Ces propositions s'inscrivent dans le projet de règlement européen "Digital Services Act" (loi sur les services numériques), et fait partie d'un paquet global qui comprend aussi un "Digital Market Act" (loi sur le marché numérique) centré sur les questions de concurrence

"D'une certaine manière, ce texte arrive au bon moment", estime Christine Balagué, professeure à l'Institut mines telécom, en allusion aux évènements des derniers mois - crise du Covid-19, élections américaines - qui ont montré les effets délétères que pouvaient avoir les réseaux sociaux.

Les fausses informations et les messages haineux pullulent, et beaucoup d'experts dénoncent l'enfermement des internautes dans des "bulles de filtres", où ne sont partagées que des opinions semblables et où la contradiction n'a pas de place.

Aux Etats-Unis, Twitter et Facebook ont pris - non sans susciter des virulentes critiques du camp républicain - la décision de freiner la diffusion de certains contenus, voire de carrément censurer ou étiqueter des contenus postés par le président américain Donald Trump, un geste sans précédent.

Selon les indications fournies par Bruxelles, le texte européen devrait poser le principe d'une "obligation de moyens" de la part des réseaux sociaux, pour retirer les contenus manifestement illégaux qu'ils accueillent.

"Personne ne s'attend à ce que les plateformes numériques vérifient tous les contenus qu'ils accueillent. Cela menacerait la liberté de chacun de dire ce qu'il a en tête", a indiqué la présidente de la Commission européenne, Ursula von der Leyen.

"Mais si un contenu illégal est notifié par les autorités nationales compétentes, il doit être éliminé.

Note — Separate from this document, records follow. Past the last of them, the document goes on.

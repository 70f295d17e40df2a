//! Anchor vocabulary and natural-language pattern library.
// Allow expect() on static regex patterns - these are guaranteed to compile
#![allow(clippy::expect_used)]

use crate::models::AnchorType;
use regex::Regex;
use std::sync::LazyLock;

/// Marker labels that signal an anchor, with their base confidence.
///
/// State labels come first, pattern categories second. Lookups are
/// case-insensitive.
pub const MARKER_VOCABULARY: [(&str, AnchorType, f64); 22] = [
    ("decisive", AnchorType::Decision, 0.95),
    ("decided", AnchorType::Decision, 0.95),
    ("choosing", AnchorType::Decision, 0.85),
    ("blocked", AnchorType::Blocker, 0.95),
    ("stuck", AnchorType::Blocker, 0.95),
    ("waiting", AnchorType::Blocker, 0.85),
    ("eureka", AnchorType::Breakthrough, 0.98),
    ("breakthrough", AnchorType::Breakthrough, 0.95),
    ("solved", AnchorType::Breakthrough, 0.9),
    ("questioning", AnchorType::Question, 0.9),
    ("curious", AnchorType::Question, 0.85),
    ("uncertain", AnchorType::Question, 0.8),
    ("decision", AnchorType::Decision, 0.9),
    ("choice", AnchorType::Decision, 0.9),
    ("selection", AnchorType::Decision, 0.85),
    ("development", AnchorType::Blocker, 0.85),
    ("impediment", AnchorType::Blocker, 0.9),
    ("obstacle", AnchorType::Blocker, 0.9),
    ("solution", AnchorType::Breakthrough, 0.9),
    ("resolution", AnchorType::Breakthrough, 0.85),
    ("inquiry", AnchorType::Question, 0.85),
    ("exploration", AnchorType::Question, 0.8),
];

/// Looks up a marker label in [`MARKER_VOCABULARY`].
#[must_use]
pub fn marker_signal(label: &str) -> Option<(AnchorType, f64)> {
    let normalized = label.to_lowercase();
    MARKER_VOCABULARY
        .iter()
        .find(|(word, _, _)| *word == normalized)
        .map(|(_, anchor_type, confidence)| (*anchor_type, *confidence))
}

/// A group of expressions that detect one anchor type.
#[derive(Debug)]
pub struct AnchorPattern {
    /// Anchor type produced.
    pub anchor_type: AnchorType,
    /// Confidence before boosts.
    pub base_confidence: f64,
    /// Whether to look for a causal connective after the match.
    pub extract_rationale: bool,
    /// Expressions; capture group 1 is the anchor text and span.
    pub expressions: Vec<Regex>,
}

fn compile(pattern: &str) -> Regex {
    Regex::new(pattern).expect("static regex: anchor pattern")
}

/// The pattern library, scanned in order. Questions come first so that
/// question phrasing is claimed before the decision patterns see it.
pub static ANCHOR_PATTERNS: LazyLock<Vec<AnchorPattern>> = LazyLock::new(|| {
    vec![
        AnchorPattern {
            anchor_type: AnchorType::Question,
            base_confidence: 0.7,
            extract_rationale: false,
            expressions: vec![
                compile(r"(?i)\b((should|could|would|can|will)\s+(?:we|i|the team)\s+(.+?))\?"),
                compile(r"(?i)\b((what|how|why|when|where|which)\s+(.+?))\?"),
                compile(
                    r"(?i)\b(the (?:main |key )?question\s+(?:is|remains)\s*(whether|if|how)?\s*(.+?))(?:\.|$)",
                ),
                compile(
                    r"(?i)\b((wondering|considering|thinking about)\s+(?:whether|if|how)\s+(.+?))(?:\.|$)",
                ),
            ],
        },
        AnchorPattern {
            anchor_type: AnchorType::Decision,
            base_confidence: 0.8,
            extract_rationale: true,
            expressions: vec![
                compile(
                    r"(?i)\b((we |i |the team )?(decided|chose|selected|opted|will go with|going with|agreed)\s+(?:to\s+)?([^\n.]+))",
                ),
                compile(r"(?i)\b((decision|choice|selection):\s*(.+?))(?:\.|$)"),
                compile(
                    r"(?i)\b((after\s+(?:discussion|consideration|analysis|reviewing))[,\s]+(.+?)\s+(was chosen|was selected|is the choice))(?:\.|$)",
                ),
                compile(r"(?i)\b((conclusion|final(?:ly)?|ultimately)[:\s]+(.+?))(?:\.|$)"),
                compile(
                    r"(?i)\b((?:i think |probably )?(?:we should|we will|should)\s+(?:probably\s+)?([^.\n]+))",
                ),
                compile(
                    r"(?i)\b((.+?)\s+(?:would be|is|seems|appears to be)\s+(?:ideal|perfect|the best choice|the right choice))(?:\.|\n|\z)",
                ),
            ],
        },
        AnchorPattern {
            anchor_type: AnchorType::Blocker,
            base_confidence: 0.75,
            extract_rationale: false,
            expressions: vec![
                compile(
                    r"(?i)\b((stuck|blocked|cannot proceed|waiting for|preventing progress)\s+(?:on|by|until)?\s*(.+?))(?:\.|$)",
                ),
                compile(r"(?i)\b((blocker|impediment|obstacle):\s*(.+?))(?:\.|$)"),
                compile(
                    r"(?i)\b((the (?:main |primary )?(?:issue|problem|challenge))\s+(?:is|preventing|blocking)\s*(.+?))(?:\.|$)",
                ),
                compile(
                    r"(?i)\b((need(?:s|ed)?|require(?:s|d)?|must have)\s+(.+?)\s+(?:before|to proceed|to continue))",
                ),
            ],
        },
        AnchorPattern {
            anchor_type: AnchorType::Breakthrough,
            base_confidence: 0.8,
            extract_rationale: false,
            expressions: vec![
                compile(
                    r"(?i)\b((found|discovered|realized|solved|fixed)\s+(?:the\s+)?(?:solution|answer|issue|problem)?:?\s*(.+?))(?:\.|$)",
                ),
                compile(r"(?i)\b((breakthrough|eureka|aha moment):\s*(.+?))(?:\.|$)"),
                compile(
                    r"(?i)\b((the (?:solution|fix|answer))\s+(?:is|was|turned out to be)\s*(.+?))(?:\.|$)",
                ),
                compile(r"(?i)\b((resolved|addressed|handled)\s+(?:by|through|with)\s*(.+?))(?:\.|$)"),
            ],
        },
        // Implicit decisions, weaker than the explicit phrasing above.
        AnchorPattern {
            anchor_type: AnchorType::Decision,
            base_confidence: 0.6,
            extract_rationale: true,
            expressions: vec![compile(
                r"(?i)\b((?:i think |probably )?(?:we should|should)\s+(?:probably\s+)?([^.\n]+))",
            )],
        },
    ]
});

/// Causal connective introducing a decision's rationale.
pub static RATIONALE: LazyLock<Regex> = LazyLock::new(|| {
    Regex::new(r"(?i)\b(because|since|due to|as|given that)\s+(.+?)(?:\.|$)")
        .expect("static regex: rationale")
});

/// Directional glyphs that link the anchors on either side.
pub static LINK_GLYPH: LazyLock<Regex> =
    LazyLock::new(|| Regex::new("→|←|↔|↠|⇄").expect("static regex: link glyph"));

Avec des recours facilement accessibles pour ceux qui contestent".

Contenus "nuisibles"

La Commission européenne devrait également s'attaquer au problème plus délicat des contenus jugés nuisibles, mais non illégaux.

Pour cela, elle pourrait chercher non pas à définir un contenu "nuisible" - une tâche impossible, vu notamment les différences culturelles sur le sujet, - mais à imposer de la transparence sur les algorithmes qui accélèrent la viralité de certains contenus ou messages.

Les réseaux sociaux se disent "politiquement neutres", mais ne sont pas "techniquement neutres", parce qu'ils "mettent en avant les contenus très partisans, très émotionnels ou pleins de colère", qui attirent plus que "le discours calme et rationnel", rappelait récemment l'universitaire américain Ethan Zuckerman, lors d'un colloque à Paris.

Selon la vice-présidente de la Commission européenne Margrethe Vestager, les réseaux sociaux doivent "dire aux utilisateurs comment leurs systèmes de recommandation décident du contenu à montrer", afin que les utilisateurs puissent "juger" s'ils peuvent "faire confiance à la vision du monde qu'ils donnent".

Les réseaux sociaux "ont un impact majeur sur les opinions des gens" résume Christine Balagué. "Ils sont donc redevables d'explications sur la manière dont ils diffusent l'information".

Les géants du net de leur côté ne s'opposent pas forcément à une définition d'une règle du jeu européenne sur la modération de leurs contenus.

Le Digital Services Act est une opportunité "d'apporter de la clarté sur la responsabilité de chacun et de sécuriser les droits en ligne", a indiqué Victoria de Posson, une responsable du CCIA, le lobby des géants de la tech à Bruxelles.

La ligne rouge serait de chercher à définir les contenus "nuisibles", mais non illégaux, explique-t-elle. "Les Etats membres ont des nuances culturelles et locales" sur ce point qui ne seront pas faciles à harmoniser, a souligné Victoria de Posson.